Assim, em que pese o artigo 224 do Código Eleitoral dizer que o TRE marcará dia para a realização de nova eleição no prazo de 20 a 40 dias, o TSE, certamente atento ao princípio da razoabilidade acima aludido, já decidiu que é necessário aguardar o trânsito em julgado da decisão que, reconhecendo a inelegibilidade da candidata mais votada, acarretou a nulidade dos votos por ela obtidos, e, por via de conseqüência, a da eleição anterior. E isso porque, segundo o TSE, "há necessidade de se prevenir a perturbação que decorreria de uma nova eleição, enquanto não houver o acertamento judicial definitivo sobre a elegibilidade ou não" (Acórdão em MS nº 3.275-PE, de 15/05/2005, relator Min. Luiz Carlos Madeira).
A reabertura do processo eleitoral abrange, naturalmente, todas as suas fases: das convenções partidárias para a definição de coligações e escolha de candidatos até à diplomação dos eleitos, de acordo com o novo calendário eleitoral que será fixado na resolução do TRE que marcar o dia da nova eleição.
Os casos de inelegibilidade e de desincompatibilização são os mesmos, e atenderão aos mesmos prazos previstos na Constituição Federal e na Lei de Inelegibilidades (LC nº 64/1990), mas "serão aferidos no processo de registro [das novas candidaturas], seguindo como parâmetro a data do novo pleito", conforme já decidiu o TSE (Acórdão em REsp Eleitoral nº 25.436-ES, de 30/05/2006, relator Ministro Gerardo Grossi).

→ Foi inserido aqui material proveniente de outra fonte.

//! Search session statistics.
//!
//! Stack-allocated counters for one search session, reset on
//! re-initialization.

use std::time::{Duration, Instant};

/// Session-level statistics.
///
/// Tracks how the search space was traversed across all `find_next` calls
/// of one session.
///
/// # Example
///
/// ```
/// use budgetfit_solver::stats::SearchStats;
///
/// let mut stats = SearchStats::default();
/// stats.start();
/// stats.record_pop();
/// stats.record_push();
/// stats.record_prune();
/// stats.record_solution();
///
/// assert_eq!(stats.nodes_popped, 1);
/// assert_eq!(stats.nodes_pushed, 1);
/// assert_eq!(stats.branches_pruned, 1);
/// assert_eq!(stats.solutions_found, 1);
/// ```
#[derive(Debug, Default, Clone, Copy)]
pub struct SearchStats {
    start_time: Option<Instant>,
    /// Nodes popped off the work stack.
    pub nodes_popped: u64,
    /// Nodes pushed onto the work stack.
    pub nodes_pushed: u64,
    /// Branches cut by the upper-bound check before being pushed.
    pub branches_pruned: u64,
    /// Complete assignments skipped because their vector was already emitted.
    pub duplicates_skipped: u64,
    /// Distinct feasible solutions returned to the caller.
    pub solutions_found: u64,
}

impl SearchStats {
    /// Marks the start of the session.
    pub fn start(&mut self) {
        self.start_time = Some(Instant::now());
    }

    /// Returns the elapsed time since the session started.
    pub fn elapsed(&self) -> Duration {
        self.start_time.map(|t| t.elapsed()).unwrap_or_default()
    }

    /// Records a node pop.
    pub fn record_pop(&mut self) {
        self.nodes_popped += 1;
    }

    /// Records a node push.
    pub fn record_push(&mut self) {
        self.nodes_pushed += 1;
    }

    /// Records a pruned branch.
    pub fn record_prune(&mut self) {
        self.branches_pruned += 1;
    }

    /// Records a duplicate complete assignment.
    pub fn record_duplicate(&mut self) {
        self.duplicates_skipped += 1;
    }

    /// Records an emitted solution.
    pub fn record_solution(&mut self) {
        self.solutions_found += 1;
    }

    /// Returns the nodes-popped-per-second rate.
    pub fn nodes_per_second(&self) -> f64 {
        let secs = self.elapsed().as_secs_f64();
        if secs > 0.0 {
            self.nodes_popped as f64 / secs
        } else {
            0.0
        }
    }
}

Obviamente, não é possível abarcar nas modestas dimensões deste artigo todas as situações possíveis em cada pleito, o que demanda alentados cartapácios de que têm sido pródigas nossas editoras jurídicas. Mas, respondendo às indagações do blog, é possível dizer, com algum grau de certeza respaldada nas decisões do TSE, que:
* "o candidato que deu causa à nulidade da eleição anterior" não poderá participar do novo pleito (Acórdão em /REsp Eleitoral nº 26.018, de 12/-6/2007, em REsp Eleitoral nº 26.140, de 12/06/2007 e em REsp Eleitoral nº 02/08/2007);
* o cônjuge e os parentes consangüíneos ou afins, até o segundo grau ou por adoção, da ex-prefeita, evidentemente não poderão concorrer à nova eleição (CF, art. 14, § 7);
* os secretários municipais, os quaisquer servidores públicos na jurisdição do pleito, que não tiverem se desincompatibilizado no prazo previsto na LC nº 64/1990, tomando-se por base a data do novo pleito, também não poderão concorrer ao novo pleito;
* no caso dos secretários municipais ou quaisquer servidores públicos na jurisdição do pleito terem se desincompatibilizado regularmente por ocasião da eleição anulada e voltado a ocupar os cargos de origem, o TSE tem admitido que "é suficiente que se afastem nas 24 horas seguintes à sua escolha em convenção, para que se torne viável a sua candidatura ao novo pleito" (Acórdão em REsp Eleitoral nº 25.436-ES, de 30/05/2006, relator Ministro Gerardo Grossi);
* Os vereadores eleitos no pleito de outubro de 2008 e empossados em 1º de janeiro de 2009 não são, só por isso, inelegíveis para concorrer ao cargo de prefeito ou vice-prefeito na nova eleição, pois não se enquadram "em qualquer das hipóteses da LC nº 64/1990" (Acórdão em REsp Eleitoral nº 21.241-GO, relator Ministro Fernando Neves - DJU de 29/08/2003).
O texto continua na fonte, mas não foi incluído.